Havelberg l Die Bundeswehr öffnet dafür an diesen Tagen von 17 bis 19 Uhr ihre Sportstätte. „Endlich hab‘ ich hier mal ein bisschen Gesellschaft im Schwimmbecken“, freut sich Daniel Hellmann. Der 23-jährige Zeitsoldat, der in der Nähe von Pritzwalk zu Hause ist, ist nach Dienstschluss oft in der Schwimmhalle der Kaserne zu finden. „Ich finde es sehr schön, dass es dieses Freizeitangebot für die Soldaten in der Kaserne gibt. Ich nutze es, um als Rettungsschwimmer im Training zu bleiben, aber auch, weil ich den Aufenthalt im Wasser einfach liebe“, sagt der Hauptgefreite. 2000 Meter möchte er an dem Tag schwimmend in der Halle zurücklegen – das sind sage und schreibe 80 Bahnen. „Letzten Donnerstag war ich hier ganz alleine. Da wird die Zeit immer länger und einem echt langweilig. Heute, zusammen mit einer ganzen Reihe anderer Schwimmsportbegeisterter, macht es dagegen richtig Spaß. Ich finde, dass es eine gute Entscheidung gewesen ist, die Schwimmhalle auch für die Öffentlichkeit zu öffnen.“

Andere Hallen sind weit entfernt

Andrea Wellenberg aus Jederitz sieht das ebenso. „Ich konnte es gar nicht abwarten, heute hierher zum Schwimmen zu gehen und war deshalb wohl ein bisschen zu früh dran. Jedenfalls war ich zunächst ganz allein im Becken. Doch dann füllte es sich zunehmend.“ Insgeheim habe sie schon immer gehofft, dass die Bundeswehr ihre Schwimmhalle auch für Interessenten aus dem zivilen Bereich frei gibt, „denn im Winter weiß man ja sonst nicht wohin. Die nächstgelegenen Schwimmhallen liegen 30 bis 50 Kilometer weit entfernt. Das ist dann schon ein ganz schön langer Weg“. Andrea Wellenberg bezeichnet sich selbst als „Wasserratte“, „im Sommer bin ich immer Stammgast im Havelberger Erlebnisbad“.

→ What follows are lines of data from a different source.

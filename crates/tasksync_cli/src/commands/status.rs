//! Status command implementation.

use crate::workspace::Workspace;
use serde::Serialize;
use tasksync_model::Snapshot;
use tasksync_store::SnapshotStore;

/// Sync bookkeeping and a one-line summary of the local snapshot.
#[derive(Debug, Serialize)]
#[serde(rename_all = "camelCase")]
pub struct StatusReport {
    /// Data directory.
    pub data_dir: String,
    /// Version at the last sync (0 = never).
    pub last_version: u64,
    /// Time of the last sync (0 = never).
    pub last_synced_at: i64,
    /// Local snapshot summary, if one is stored.
    #[serde(skip_serializing_if = "Option::is_none")]
    pub local: Option<LocalSummary>,
}

/// Counts describing the local snapshot.
#[derive(Debug, Serialize)]
#[serde(rename_all = "camelCase")]
pub struct LocalSummary {
    /// Snapshot version.
    pub version: u64,
    /// Last local modification.
    pub last_modified: i64,
    /// Number of tasks.
    pub tasks: usize,
    /// Number of completed tasks.
    pub completed: usize,
    /// Number of categories.
    pub categories: usize,
    /// Whether the snapshot changed since the last sync.
    pub modified_since_sync: bool,
}

impl LocalSummary {
    fn new(snapshot: &Snapshot, last_synced_at: i64) -> Self {
        Self {
            version: snapshot.version,
            last_modified: snapshot.last_modified,
            tasks: snapshot.tasks.len(),
            completed: snapshot.tasks.iter().filter(|t| t.completed).count(),
            categories: snapshot.categories.len(),
            modified_since_sync: snapshot.last_modified > last_synced_at,
        }
    }
}

/// Builds the status report.
pub fn collect(workspace: &Workspace) -> Result<StatusReport, Box<dyn std::error::Error>> {
    let marker = workspace.tracker()?.marker();
    let local = workspace.snapshot_store()?.load()?;
    Ok(StatusReport {
        data_dir: workspace.data_dir().display().to_string(),
        last_version: marker.last_version,
        last_synced_at: marker.last_synced_at,
        local: local
            .as_ref()
            .map(|s| LocalSummary::new(s, marker.last_synced_at)),
    })
}

/// Runs the status command.
pub fn run(workspace: &Workspace, format: &str) -> Result<(), Box<dyn std::error::Error>> {
    let report = collect(workspace)?;
    match format {
        "json" => println!("{}", serde_json::to_string_pretty(&report)?),
        _ => print_text(&report),
    }
    Ok(())
}

fn print_text(report: &StatusReport) {
    println!("Data directory: {}", report.data_dir);
    if report.last_version == 0 {
        println!("Last sync:      never");
    } else {
        println!(
            "Last sync:      version {} at {}",
            report.last_version, report.last_synced_at
        );
    }
    match &report.local {
        Some(local) => {
            println!(
                "Local:          version {}, {} tasks ({} completed), {} categories",
                local.version, local.tasks, local.completed, local.categories
            );
            if local.modified_since_sync {
                println!("                modified since last sync");
            }
        }
        None => println!("Local:          no snapshot"),
    }
}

Nunmehr freue es sie sehr, dienstags und donnerstags ihre Bahnen in der Elb-Havel-Kaserne drehen zu können. „Wenn es die Zeit erlaubt, werde ich sehr viel Gebrauch davon machen. Einen kleinen Vorrat an Eintrittskarten habe ich mir schon zugelegt“, verrät sie. „Ich habe gleich zehn Stück auf einmal gekauft.“ Diese Karten sind übrigens nur in der Tourist-Information in der Uferstraße erhältlich. In der Kaserne gibt es sie nicht.

Am ersten öffentlichen Öffnungstag der Bundeswehr-Schwimmhalle nutzten weitere elf Frauen und Männer aus Havelberg und Umgebung die Möglichkeit, im Wasser Sport zu treiben. Zu ihnen gehörte der Domstädter Lothar Frontzek, der als Kommunalpolitiker mit darum gerungen hat, die Idee in die Tat umzusetzen. „Dieses Angebot für die Wintermonate ist prima“, freut er sich.

Mit dem Auto schnell da

Die Zwillingsschwestern Marika und Constanze Streblow, die in Wulkau und Neukamern wohnhaft sind, kamen ebenfalls, um sich im Wasser wohl fühlen zu können. „Wir haben nicht lange überlegt und sind zusammen nach Havelberg gefahren. Da ist man mit dem Auto schnell da – anders, als wenn man nach Stendal oder nach Rathenow müsste. Und wer auf Rutschen und andere besondere Angebote verzichten kann, der kommt in der Schwimmhalle der Havelberger Kaserne auch auf seine Kosten“, finden die beiden jungen Frauen.

Übrigens: Am 6. und 8. Dezember ist die Halle von 17 bis 19 Uhr wieder für Jedermann geöffnet.